Cose assurde in un contesto di normalità e che però resteranno inspiegabili sino a quando Ruberti si limiterà a ridurre tutto ad una lite per motivi privati, quasi che lui nella vita di tutti i giorni facesse il farmacista o il macellaio e invece non avesse (non aveva) nelle mani un potere grandissimo, che gli dava un enorme capacità contrattuale, a tutti i livelli, con chi dialoga con il Comune di Roma.
Oggi Ruberti non può ricondurre tutto ad una bega tra una bistecca e un tiramisù, perché la sua scenata è di quelle non certo paragonabili ad una lite tra amici. Cose di cui, siamo sicuri, Albino Ruberti è certamente consapevole, tanto da essere stato costretto a spiegare che quel ''mi ti compro'' tutto poteva essere meno che di una ''concreta proposta corruttiva'', come se una cosa del genere fosse normale, come se - nel caso fosse stata effettivamente fatta - lui non si dovesse alzare e andare subito a denunciare la cosa piuttosto che fare una piazzata.

Che la vicenda rivelata dal Foglio non potesse non avere un seguito politico è confermata dalla dura presa di posizione del Pd (partito di riferimento di Gualtieri), che ha parlato di ''caso gravissimo che non può restare senza conseguenze''. Ora la palla passa al sindaco, perché Roberto Gualtieri è stato messo nella condizione di non potere considerare la storia chiusa con le dimissioni di Ruberti e la loro motivazione. Anche perché il suo ex capo di Gabinetto non può trincerarsi dietro una non meglio specificata vicenda personale, vista anche la qualità delle persone che si trovavano con lui nel momento dello scoppio d'ira: la sua compagna Sara Battisti, peraltro consigliere regionale del Lazio; Francesco De Angelis, ex assessore regionale ed ex parlamentare europeo, nonché candidato per il Pd alle prossime politiche (che ha immediatamente ritirato la candidatura) con il fratello Vladimiro.

Ridurre tutto a un piccolo incidente a cena è insultare l'intelligenza della gente, e su questo dovrebbe interrogarsi Gualtieri, se non vorrà essere anche lui, incolpevolmente, trascinato in polemiche che si protrarranno per giorni.
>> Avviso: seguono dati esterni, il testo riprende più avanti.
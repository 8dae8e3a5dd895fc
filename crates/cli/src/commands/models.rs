//! Registry and model resolution commands

use anyhow::{Context, Result};
use colored::Colorize;
use lifecycle_lib::{
    registry, LifecycleConfig, ModelResolver, ModelSource, Registrar, StructuredLogger,
};
use serde::Serialize;
use tabled::Tabled;

use crate::output::{
    color_stage, print_info, print_json, print_success, print_table, truncate_id, OutputFormat,
};

/// Row for the versions table
#[derive(Tabled)]
struct VersionRow {
    #[tabled(rename = "Version")]
    version: u64,
    #[tabled(rename = "Stage")]
    stage: String,
    #[tabled(rename = "Run")]
    run_id: String,
    #[tabled(rename = "Artifact")]
    artifact_path: String,
    #[tabled(rename = "Created")]
    created_at: String,
}

#[derive(Debug, Serialize)]
struct ResolveReport {
    source: String,
    origin: &'static str,
    model_type: String,
    feature_names: Vec<String>,
    classes: Vec<i64>,
    trained_at: String,
}

#[derive(Debug, Serialize)]
struct PromoteReport {
    model_name: String,
    version: u64,
    stage: String,
    archived: Vec<u64>,
}

/// Run the startup resolver and report where the model came from
pub async fn resolve(config: &LifecycleConfig, format: OutputFormat) -> Result<()> {
    let logger = StructuredLogger::new("cli");

    // Same degradation as the server: an unusable registry just means fallback
    let registry = match registry::connect(&config.registry) {
        Ok(registry) => Some(registry),
        Err(e) => {
            tracing::warn!(error = %e, "Registry client unavailable");
            None
        }
    };

    let resolver = ModelResolver::new(
        registry,
        config.registry.clone(),
        &config.snapshot_root,
        logger,
    );
    let model = resolver
        .resolve_active_model()
        .await
        .context("No model could be resolved")?;

    let report = ResolveReport {
        source: model.source.to_string(),
        origin: match model.source {
            ModelSource::Registry { .. } => "registry",
            ModelSource::Snapshot { .. } => "snapshot",
        },
        model_type: model.artifact.model_type.clone(),
        feature_names: model.artifact.feature_names.clone(),
        classes: model.artifact.classes().to_vec(),
        trained_at: model.artifact.trained_at.to_rfc3339(),
    };

    match format {
        OutputFormat::Json => print_json(&report)?,
        OutputFormat::Table => {
            println!("{}", "Active Model".bold());
            println!("{}", "=".repeat(60));
            println!("Source:    {}", report.source.cyan());
            println!("Model:     {}", report.model_type);
            println!("Features:  {}", report.feature_names.join(", "));
            let classes: Vec<String> = report.classes.iter().map(i64::to_string).collect();
            println!("Classes:   {}", classes.join(", "));
            println!("Trained:   {}", report.trained_at);
            if report.origin == "snapshot" {
                println!();
                print_info("Resolved from a local snapshot; the registry had no usable version");
            }
        }
    }
    Ok(())
}

/// List registered versions, newest first
pub async fn versions(config: &LifecycleConfig, format: OutputFormat) -> Result<()> {
    let registry = registry::connect(&config.registry).context("Failed to connect to the model registry")?;
    let mut versions = registry
        .list_versions(&config.registry.model_name)
        .await
        .with_context(|| format!("Failed to list versions of {}", config.registry.model_name))?;
    versions.sort_by(|a, b| b.version.cmp(&a.version));

    match format {
        OutputFormat::Json => print_json(&versions)?,
        OutputFormat::Table => {
            let settings = &config.registry;
            let rows: Vec<VersionRow> = versions
                .iter()
                .map(|v| VersionRow {
                    version: v.version,
                    stage: v
                        .tag(&settings.stage_key)
                        .map(|s| color_stage(s, &settings.active_stage, &settings.archived_stage))
                        .unwrap_or_else(|| "-".to_string()),
                    run_id: truncate_id(&v.run_id),
                    artifact_path: v.artifact_path.clone(),
                    created_at: v.created_at.format("%Y-%m-%d %H:%M:%S").to_string(),
                })
                .collect();

            println!("{}", settings.model_name.bold());
            print_table(&rows, "No registered versions");
            if !rows.is_empty() {
                println!("\nTotal: {} versions", rows.len());
            }
        }
    }
    Ok(())
}

/// Move the active stage to `version`
pub async fn promote(config: &LifecycleConfig, version: u64, format: OutputFormat) -> Result<()> {
    let registry = registry::connect(&config.registry).context("Failed to connect to the model registry")?;
    let registrar = Registrar::new(
        registry,
        config.registry.clone(),
        &config.snapshot_root,
        StructuredLogger::new("cli"),
    );

    let archived = registrar
        .promote_version(version)
        .await
        .with_context(|| format!("Failed to promote version {}", version))?;

    let report = PromoteReport {
        model_name: config.registry.model_name.clone(),
        version,
        stage: config.registry.active_stage.clone(),
        archived,
    };

    match format {
        OutputFormat::Json => print_json(&report)?,
        OutputFormat::Table => {
            print_success(&format!(
                "{} version {} is now {}",
                report.model_name, report.version, report.stage
            ));
            if !report.archived.is_empty() {
                let archived: Vec<String> = report.archived.iter().map(u64::to_string).collect();
                println!("Archived: {}", archived.join(", "));
            }
        }
    }
    Ok(())
}
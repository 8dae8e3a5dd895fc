//! Retraining pipeline
//!
//! One run-to-completion cycle: change check, dataset load and split,
//! candidate training, selection and promotion. Concurrent cycles against the
//! same hash store are not coordinated.

use crate::change_detector::{ChangeCheck, ChangeDetector, ChangeStatus, FingerprintError};
use crate::config::{HashCommitPolicy, LifecycleConfig};
use crate::dataset::{self, Dataset, DatasetError};
use crate::observability::StructuredLogger;
use crate::promotion::{Promotion, PromotionError, Registrar};
use crate::registry::{self, ModelRegistry, RegistryError};
use crate::resolver::ModelResolver;
use crate::trainer::{Trainer, TrainingError};
use std::sync::Arc;
use tracing::{info, warn};

/// Error type for a retraining cycle
#[derive(Debug, thiserror::Error)]
pub enum PipelineError {
    #[error("change detection failed: {0}")]
    Fingerprint(#[from] FingerprintError),

    #[error("dataset error: {0}")]
    Dataset(#[from] DatasetError),

    #[error("training failed: {0}")]
    Training(#[from] TrainingError),

    #[error("promotion failed: {0}")]
    Promotion(#[from] PromotionError),

    #[error("registry error: {0}")]
    Registry(#[from] RegistryError),
}

/// Scores of one trained candidate
#[derive(Debug, Clone)]
pub struct CandidateSummary {
    pub model_type: String,
    pub accuracy: f64,
    pub weighted_f1: f64,
    pub run_id: String,
}

#[derive(Debug)]
pub enum PipelineOutcome {
    /// Dataset unchanged and no force requested
    Skipped { check: ChangeCheck },
    Promoted {
        check: ChangeCheck,
        candidates: Vec<CandidateSummary>,
        promotion: Promotion,
    },
}

pub struct RetrainPipeline {
    config: LifecycleConfig,
    registry: Arc<dyn ModelRegistry>,
    detector: ChangeDetector,
    trainer: Trainer,
    registrar: Registrar,
    logger: StructuredLogger,
}

impl RetrainPipeline {
    /// Build a pipeline against the registry named in `config`
    pub fn connect(config: LifecycleConfig) -> Result<Self, PipelineError> {
        let registry = registry::connect(&config.registry)?;
        Ok(Self::with_registry(config, registry))
    }

    pub fn with_registry(config: LifecycleConfig, registry: Arc<dyn ModelRegistry>) -> Self {
        let logger = StructuredLogger::new("pipeline");
        let detector = ChangeDetector::new(
            &config.hash_store_path,
            config.hash_commit,
            dataset::data_source(config.data_load_command.as_deref()),
        );
        let trainer = Trainer::new(registry.clone(), &config.registry.experiment_name, logger.clone());
        let registrar = Registrar::new(
            registry.clone(),
            config.registry.clone(),
            &config.snapshot_root,
            logger.clone(),
        );

        Self {
            config,
            registry,
            detector,
            trainer,
            registrar,
            logger,
        }
    }

    pub fn config(&self) -> &LifecycleConfig {
        &self.config
    }

    pub fn registry(&self) -> &Arc<dyn ModelRegistry> {
        &self.registry
    }

    pub fn registrar(&self) -> &Registrar {
        &self.registrar
    }

    /// Resolver sharing this pipeline's registry and snapshot root
    pub fn resolver(&self) -> ModelResolver {
        ModelResolver::new(
            Some(self.registry.clone()),
            self.config.registry.clone(),
            &self.config.snapshot_root,
            self.logger.clone(),
        )
    }

    /// Change check only
    pub fn check(&self) -> Result<ChangeCheck, PipelineError> {
        let check = self.detector.check(&self.config.dataset_path)?;
        self.logger.log_data_check(
            &self.config.dataset_path.display().to_string(),
            check.status.as_str(),
            check.fingerprint.as_ref().map(|f| f.digest.as_str()),
            check.changed(),
        );
        Ok(check)
    }

    /// Run one cycle. `force` retrains even when the dataset is unchanged.
    pub async fn run(&self, force: bool) -> Result<PipelineOutcome, PipelineError> {
        let mut check = self.check()?;
        if !check.changed() && !force {
            info!("Dataset unchanged, skipping retraining");
            return Ok(PipelineOutcome::Skipped { check });
        }

        let data = Dataset::from_csv(&self.config.dataset_path, &self.config.label_column)?;
        let split = data.split(self.config.test_fraction, self.config.split_seed)?;
        info!(
            rows = data.len(),
            train = split.y_train.len(),
            test = split.y_test.len(),
            features = split.feature_names.len(),
            "Dataset loaded"
        );

        let candidates = self.trainer.train_candidates(&split, &self.config.roster).await?;
        let promotion = self
            .registrar
            .select_and_promote(&candidates, self.config.selection_metric)
            .await?;

        self.record_success(&mut check);

        Ok(PipelineOutcome::Promoted {
            check,
            candidates: candidates
                .iter()
                .map(|c| CandidateSummary {
                    model_type: c.model_type.clone(),
                    accuracy: c.accuracy,
                    weighted_f1: c.weighted_f1,
                    run_id: c.run_id.clone(),
                })
                .collect(),
            promotion,
        })
    }

    /// Store the digest a completed cycle trained on.
    ///
    /// The model is already promoted at this point, so a failure here is
    /// logged and only costs one redundant retrain.
    fn record_success(&self, check: &mut ChangeCheck) {
        let result = if check.status == ChangeStatus::Missing {
            // Dataset was produced by the load command during this cycle
            self.detector
                .commit_current(&self.config.dataset_path)
                .map(|_| check.committed = true)
        } else if self.config.hash_commit == HashCommitPolicy::OnSuccess {
            self.detector.commit(check)
        } else {
            Ok(())
        };

        if let Err(e) = result {
            warn!(error = %e, "Failed to record dataset digest after promotion");
        }
    }
}

#[cfg(test)]
mod tests {
    use super::*;
    use crate::classifier::test_support::clustered_dataset;
    use crate::classifier::ModelSpec;
    use crate::registry::FileRegistry;
    use std::fmt::Write as _;
    use std::path::Path;
    use tempfile::TempDir;

    fn dataset_csv() -> String {
        let (x, y) = clustered_dataset();
        let mut csv = String::from("sepal_length,sepal_width,petal_length,petal_width,species\n");
        for (row, label) in x.rows().into_iter().zip(y) {
            let values: Vec<String> = row.iter().map(|v| v.to_string()).collect();
            writeln!(csv, "{},{}", values.join(","), label).unwrap();
        }
        csv
    }

    fn config(root: &Path) -> LifecycleConfig {
        LifecycleConfig {
            dataset_path: root.join("data/raw/iris.csv"),
            hash_store_path: root.join("data/last_hash.txt"),
            snapshot_root: root.join("saved_models"),
            roster: vec![
                ModelSpec::LogisticRegression {
                    max_iter: 200,
                    learning_rate: 0.5,
                    alpha: 0.01,
                },
                ModelSpec::RandomForest {
                    n_estimators: 10,
                    max_depth: None,
                    random_state: 42,
                },
            ],
            ..Default::default()
        }
    }

    fn pipeline(root: &Path, config: LifecycleConfig) -> RetrainPipeline {
        let registry = Arc::new(FileRegistry::open(root.join("mlruns")).unwrap());
        RetrainPipeline::with_registry(config, registry)
    }

    fn write_dataset(config: &LifecycleConfig) {
        std::fs::create_dir_all(config.dataset_path.parent().unwrap()).unwrap();
        std::fs::write(&config.dataset_path, dataset_csv()).unwrap();
    }

    #[tokio::test]
    async fn test_first_run_promotes_then_rerun_skips() {
        let dir = TempDir::new().unwrap();
        let config = config(dir.path());
        write_dataset(&config);
        let pipeline = pipeline(dir.path(), config.clone());

        match pipeline.run(false).await.unwrap() {
            PipelineOutcome::Promoted {
                check,
                candidates,
                promotion,
            } => {
                assert_eq!(check.status, ChangeStatus::FirstRun);
                assert_eq!(candidates.len(), 2);
                assert_eq!(promotion.version, 1);
                assert!(promotion.snapshot_dir.exists());
            }
            other => panic!("expected promotion, got {:?}", other),
        }
        assert!(config.hash_store_path.exists());

        assert!(matches!(
            pipeline.run(false).await.unwrap(),
            PipelineOutcome::Skipped { .. }
        ));
    }

    #[tokio::test]
    async fn test_force_retrains_unchanged_dataset() {
        let dir = TempDir::new().unwrap();
        let config = config(dir.path());
        write_dataset(&config);
        let pipeline = pipeline(dir.path(), config);

        pipeline.run(false).await.unwrap();
        match pipeline.run(true).await.unwrap() {
            PipelineOutcome::Promoted { check, promotion, .. } => {
                assert_eq!(check.status, ChangeStatus::Unchanged);
                assert_eq!(promotion.version, 2);
                assert_eq!(promotion.archived, vec![1]);
            }
            other => panic!("expected promotion, got {:?}", other),
        }
    }

    #[tokio::test]
    async fn test_promoted_model_is_resolvable() {
        let dir = TempDir::new().unwrap();
        let config = config(dir.path());
        write_dataset(&config);
        let pipeline = pipeline(dir.path(), config);
        pipeline.run(false).await.unwrap();

        let model = pipeline.resolver().resolve_active_model().await.unwrap();
        assert!(matches!(
            model.source,
            crate::resolver::ModelSource::Registry { version: 1, .. }
        ));
        assert_eq!(model.artifact.feature_names.len(), 4);
    }

    #[tokio::test]
    async fn test_eager_policy_consumes_change_on_failure() {
        let dir = TempDir::new().unwrap();
        let config = config(dir.path());
        write_dataset(&config);
        std::fs::write(&config.snapshot_root, b"blocked").unwrap();
        let pipeline = pipeline(dir.path(), config.clone());

        assert!(matches!(
            pipeline.run(false).await,
            Err(PipelineError::Promotion(_))
        ));
        assert!(config.hash_store_path.exists());
        assert!(!pipeline.check().unwrap().changed());
    }

    #[tokio::test]
    async fn test_on_success_policy_retries_after_failure() {
        let dir = TempDir::new().unwrap();
        let config = LifecycleConfig {
            hash_commit: HashCommitPolicy::OnSuccess,
            ..config(dir.path())
        };
        write_dataset(&config);
        std::fs::write(&config.snapshot_root, b"blocked").unwrap();
        let pipeline = pipeline(dir.path(), config.clone());

        assert!(pipeline.run(false).await.is_err());
        assert!(!config.hash_store_path.exists());

        std::fs::remove_file(&config.snapshot_root).unwrap();
        assert!(matches!(
            pipeline.run(false).await.unwrap(),
            PipelineOutcome::Promoted { .. }
        ));
        assert!(config.hash_store_path.exists());
        assert!(!pipeline.check().unwrap().changed());
    }

    #[tokio::test]
    async fn test_missing_dataset_without_loader_fails() {
        let dir = TempDir::new().unwrap();
        let pipeline = pipeline(dir.path(), config(dir.path()));
        assert!(matches!(
            pipeline.run(false).await,
            Err(PipelineError::Dataset(DatasetError::Io { .. }))
        ));
    }

    #[cfg(unix)]
    #[tokio::test]
    async fn test_missing_dataset_is_loaded_and_recorded() {
        let dir = TempDir::new().unwrap();
        let source = dir.path().join("source.csv");
        std::fs::write(&source, dataset_csv()).unwrap();

        let mut config = config(dir.path());
        config.data_load_command = Some(format!(
            "mkdir -p '{}' && cp '{}' '{}'",
            config.dataset_path.parent().unwrap().display(),
            source.display(),
            config.dataset_path.display()
        ));
        let pipeline = pipeline(dir.path(), config.clone());

        match pipeline.run(false).await.unwrap() {
            PipelineOutcome::Promoted { check, .. } => assert_eq!(check.status, ChangeStatus::Missing),
            other => panic!("expected promotion, got {:?}", other),
        }
        assert!(!pipeline.check().unwrap().changed());
    }
}
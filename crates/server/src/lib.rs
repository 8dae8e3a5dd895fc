//! Prediction server: HTTP surface over the resolved model

pub mod api;
pub mod config;
//! Startup model resolution
//!
//! ```text
//! REGISTRY_LOOKUP ──ok──────────────────────────► SUCCESS
//!        │ any registry error / no tagged version
//!        ▼
//! FILESYSTEM_FALLBACK ──loadable snapshot──────► SUCCESS
//!        │ no root / nothing loadable
//!        ▼
//!      FATAL
//! ```
//! Resolution runs once per process; a newly promoted version is picked up
//! by restarting the server.

use crate::artifact::{self, ModelArtifact, MODEL_FILE};
use crate::config::RegistryConfig;
use crate::observability::StructuredLogger;
use crate::registry::{ModelRegistry, RegistryError};
use crate::snapshot;
use std::fmt;
use std::path::PathBuf;
use std::sync::Arc;
use tracing::{debug, warn};

/// Resolver state machine states
#[derive(Debug, Clone, Copy, PartialEq, Eq)]
pub enum ResolverState {
    RegistryLookup,
    FilesystemFallback,
    Success,
    Fatal,
}

/// Where the served model came from
#[derive(Debug, Clone, PartialEq, Eq)]
pub enum ModelSource {
    Registry { name: String, version: u64, run_id: String },
    Snapshot { path: PathBuf },
}

impl fmt::Display for ModelSource {
    fn fmt(&self, f: &mut fmt::Formatter<'_>) -> fmt::Result {
        match self {
            ModelSource::Registry { name, version, .. } => write!(f, "registry:{}/{}", name, version),
            ModelSource::Snapshot { path } => write!(f, "snapshot:{}", path.display()),
        }
    }
}

/// Deserialized model ready for inference, shared read-only by all requests
#[derive(Debug, Clone)]
pub struct LoadedModel {
    pub artifact: ModelArtifact,
    pub source: ModelSource,
}

/// Neither the registry nor the snapshot directory produced a model
#[derive(Debug, thiserror::Error)]
pub enum ResolveError {
    #[error("no model available (registry: {registry}; snapshots: {fallback})")]
    Unresolvable { registry: String, fallback: String },
}

pub struct ModelResolver {
    registry: Option<Arc<dyn ModelRegistry>>,
    config: RegistryConfig,
    snapshot_root: PathBuf,
    logger: StructuredLogger,
}

impl ModelResolver {
    /// `registry` is `None` when the client could not even be constructed
    pub fn new(
        registry: Option<Arc<dyn ModelRegistry>>,
        config: RegistryConfig,
        snapshot_root: impl Into<PathBuf>,
        logger: StructuredLogger,
    ) -> Self {
        Self {
            registry,
            config,
            snapshot_root: snapshot_root.into(),
            logger,
        }
    }

    pub async fn resolve_active_model(&self) -> Result<LoadedModel, ResolveError> {
        let mut state = ResolverState::RegistryLookup;
        debug!(state = ?state, "Resolving active model");

        let registry_error = match self.lookup_registry().await {
            Ok(model) => {
                state = ResolverState::Success;
                debug!(state = ?state, source = %model.source, "Model resolved");
                self.logger
                    .log_model_resolved(&model.source.to_string(), &model.artifact.model_type, false);
                return Ok(model);
            }
            Err(e) => e,
        };

        state = ResolverState::FilesystemFallback;
        warn!(state = ?state, error = %registry_error, "Registry lookup failed, falling back to snapshots");

        match self.load_newest_snapshot() {
            Ok(model) => {
                state = ResolverState::Success;
                debug!(state = ?state, source = %model.source, "Model resolved");
                self.logger
                    .log_model_resolved(&model.source.to_string(), &model.artifact.model_type, true);
                Ok(model)
            }
            Err(fallback_error) => {
                state = ResolverState::Fatal;
                warn!(state = ?state, error = %fallback_error, "No usable model");
                Err(ResolveError::Unresolvable {
                    registry: registry_error.to_string(),
                    fallback: fallback_error,
                })
            }
        }
    }

    async fn lookup_registry(&self) -> Result<LoadedModel, RegistryError> {
        let registry = self
            .registry
            .as_ref()
            .ok_or_else(|| RegistryError::Unavailable("no registry client".to_string()))?;

        let mut tagged = registry
            .search_versions_by_tag(&self.config.model_name, &self.config.stage_key, &self.config.active_stage)
            .await?;
        // Highest version first, so a non-exclusive registry still resolves deterministically
        tagged.sort_by(|a, b| b.version.cmp(&a.version));

        let chosen = tagged.into_iter().next().ok_or_else(|| {
            RegistryError::NotFound(format!(
                "no version of {} tagged {}={}",
                self.config.model_name, self.config.stage_key, self.config.active_stage
            ))
        })?;

        let bytes = registry
            .download_artifact(&chosen.run_id, &chosen.artifact_path, MODEL_FILE)
            .await?;
        let artifact = ModelArtifact::from_bytes(&bytes).map_err(|e| RegistryError::Rejected {
            status: 200,
            message: format!("version {} artifact unreadable: {}", chosen.version, e),
        })?;

        Ok(LoadedModel {
            artifact,
            source: ModelSource::Registry {
                name: chosen.name,
                version: chosen.version,
                run_id: chosen.run_id,
            },
        })
    }

    fn load_newest_snapshot(&self) -> Result<LoadedModel, String> {
        if !self.snapshot_root.is_dir() {
            return Err(format!("snapshot root {} does not exist", self.snapshot_root.display()));
        }

        let entries = snapshot::list(&self.snapshot_root)
            .map_err(|e| format!("failed to scan {}: {}", self.snapshot_root.display(), e))?;

        for entry in entries {
            match artifact::read_dir(&entry.path) {
                Ok(artifact) => {
                    return Ok(LoadedModel {
                        artifact,
                        source: ModelSource::Snapshot { path: entry.path },
                    })
                }
                Err(e) => warn!(path = %entry.path.display(), error = %e, "Skipping unloadable snapshot"),
            }
        }

        Err(format!("no loadable snapshot under {}", self.snapshot_root.display()))
    }
}

#[cfg(test)]
mod tests {
    use super::*;
    use crate::artifact::test_support::fitted_artifact;
    use crate::registry::{FileRegistry, MlflowRegistry};
    use chrono::{Duration, Local};
    use tempfile::TempDir;

    async fn publish(registry: &FileRegistry, model_type: &str, stage: Option<&str>) -> u64 {
        let experiment = registry.ensure_experiment("exp").await.unwrap();
        let run = registry.create_run(&experiment, model_type).await.unwrap();
        let (mut artifact, _) = fitted_artifact();
        artifact.model_type = model_type.to_string();
        registry
            .log_artifact(&run.run_id, "model", MODEL_FILE, &artifact.to_bytes().unwrap())
            .await
            .unwrap();
        let version = registry.register_version("IrisBestModel", &run.run_id, "model").await.unwrap();
        if let Some(stage) = stage {
            registry
                .set_version_tag("IrisBestModel", version.version, "stage", stage)
                .await
                .unwrap();
        }
        version.version
    }

    fn resolver(registry: Option<Arc<dyn ModelRegistry>>, root: PathBuf) -> ModelResolver {
        ModelResolver::new(registry, RegistryConfig::default(), root, StructuredLogger::new("test"))
    }

    #[tokio::test]
    async fn test_registry_tagged_version_is_loaded() {
        let dir = TempDir::new().unwrap();
        let registry = Arc::new(FileRegistry::open(dir.path().join("mlruns")).unwrap());
        publish(&registry, "LogisticRegression", Some("Production")).await;

        let model = resolver(Some(registry as Arc<dyn ModelRegistry>), dir.path().join("saved_models"))
            .resolve_active_model()
            .await
            .unwrap();

        assert!(matches!(model.source, ModelSource::Registry { version: 1, .. }));
        assert_eq!(model.artifact.model_type, "LogisticRegression");
    }

    #[tokio::test]
    async fn test_highest_tagged_version_wins() {
        let dir = TempDir::new().unwrap();
        let registry = Arc::new(FileRegistry::open(dir.path().join("mlruns")).unwrap());
        publish(&registry, "LogisticRegression", Some("Production")).await;
        publish(&registry, "RandomForest", Some("Production")).await;
        publish(&registry, "LogisticRegression", None).await;

        let model = resolver(Some(registry as Arc<dyn ModelRegistry>), dir.path().join("saved_models"))
            .resolve_active_model()
            .await
            .unwrap();

        assert!(matches!(model.source, ModelSource::Registry { version: 2, .. }));
        assert_eq!(model.artifact.model_type, "RandomForest");
    }

    #[tokio::test]
    async fn test_unreachable_registry_falls_back_to_snapshot() {
        let dir = TempDir::new().unwrap();
        let root = dir.path().join("saved_models");
        let (artifact, example) = fitted_artifact();
        let written = snapshot::write(&root, &artifact, &example, Local::now()).unwrap();

        let unreachable: Arc<dyn ModelRegistry> = Arc::new(MlflowRegistry::new("http://127.0.0.1:1", 2).unwrap());
        let model = resolver(Some(unreachable), root).resolve_active_model().await.unwrap();

        assert_eq!(model.source, ModelSource::Snapshot { path: written });
    }

    #[tokio::test]
    async fn test_untagged_registry_falls_back() {
        let dir = TempDir::new().unwrap();
        let registry = Arc::new(FileRegistry::open(dir.path().join("mlruns")).unwrap());
        publish(&registry, "LogisticRegression", Some("Archived")).await;

        let root = dir.path().join("saved_models");
        let (artifact, example) = fitted_artifact();
        snapshot::write(&root, &artifact, &example, Local::now()).unwrap();

        let model = resolver(Some(registry as Arc<dyn ModelRegistry>), root).resolve_active_model().await.unwrap();
        assert!(matches!(model.source, ModelSource::Snapshot { .. }));
    }

    #[tokio::test]
    async fn test_newest_loadable_snapshot_wins() {
        let dir = TempDir::new().unwrap();
        let root = dir.path().join("saved_models");
        let (artifact, example) = fitted_artifact();

        let good = snapshot::write(&root, &artifact, &example, Local::now()).unwrap();
        std::thread::sleep(std::time::Duration::from_millis(20));
        let broken = snapshot::write(&root, &artifact, &example, Local::now() + Duration::seconds(5)).unwrap();
        std::fs::write(broken.join(MODEL_FILE), b"corrupt").unwrap();

        let model = resolver(None, root).resolve_active_model().await.unwrap();
        assert_eq!(model.source, ModelSource::Snapshot { path: good });
    }

    #[tokio::test]
    async fn test_snapshot_with_mismatched_classes_is_skipped() {
        let dir = TempDir::new().unwrap();
        let root = dir.path().join("saved_models");
        let (artifact, example) = fitted_artifact();

        let good = snapshot::write(&root, &artifact, &example, Local::now()).unwrap();
        let bad = snapshot::write(&root, &artifact, &example, Local::now() + Duration::seconds(5)).unwrap();
        let mut doc: serde_json::Value =
            serde_json::from_slice(&std::fs::read(bad.join(MODEL_FILE)).unwrap()).unwrap();
        doc["classifier"]["classes"].as_array_mut().unwrap().pop();
        std::fs::write(bad.join(MODEL_FILE), serde_json::to_vec(&doc).unwrap()).unwrap();

        let model = resolver(None, root).resolve_active_model().await.unwrap();
        assert_eq!(model.source, ModelSource::Snapshot { path: good });
    }

    #[tokio::test]
    async fn test_nothing_available_is_fatal() {
        let dir = TempDir::new().unwrap();
        let result = resolver(None, dir.path().join("saved_models")).resolve_active_model().await;
        assert!(matches!(result, Err(ResolveError::Unresolvable { .. })));
    }

    #[tokio::test]
    async fn test_empty_snapshot_root_is_fatal() {
        let dir = TempDir::new().unwrap();
        let root = dir.path().join("saved_models");
        std::fs::create_dir_all(root.join("RandomForest_20240101_000000")).unwrap();

        let result = resolver(None, root).resolve_active_model().await;
        assert!(matches!(result, Err(ResolveError::Unresolvable { .. })));
    }

    #[test]
    fn test_source_display() {
        let source = ModelSource::Registry {
            name: "IrisBestModel".to_string(),
            version: 4,
            run_id: "r".to_string(),
        };
        assert_eq!(source.to_string(), "registry:IrisBestModel/4");
    }
}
Però, verrebbe da dire, non è che il ''Ruberti furioso'' sia una sorpresa per chi lo conosce e che, per il suo carattere ruvido, lo ha soprannominato ''Rocky''. Nel periodo più acuto della pandemia, forse per emulare Boris Johnson, fece una grigliata, non nei giardini di Downing Street, ma nel quartiere romano del Pigneto, a casa di amici. Cosa che gli costò, manco la bistecca fosse di vitello Kobe, una multa da 400 euro. Poi, qualche mese fa, i suoi due figli adolescenti avrebbero risposto in malo modo e vantando i lombi paterni ad una richiesta di documenti da parte dei carabinieri, che li avevano fermati per un normale controllo ai Parioli. Ma, se è vero che le colpe dei padri non possono ricadere sui figli, lo stesso si deve dire a parti invertite, senza andare a speculare sull'educazione che non si dà.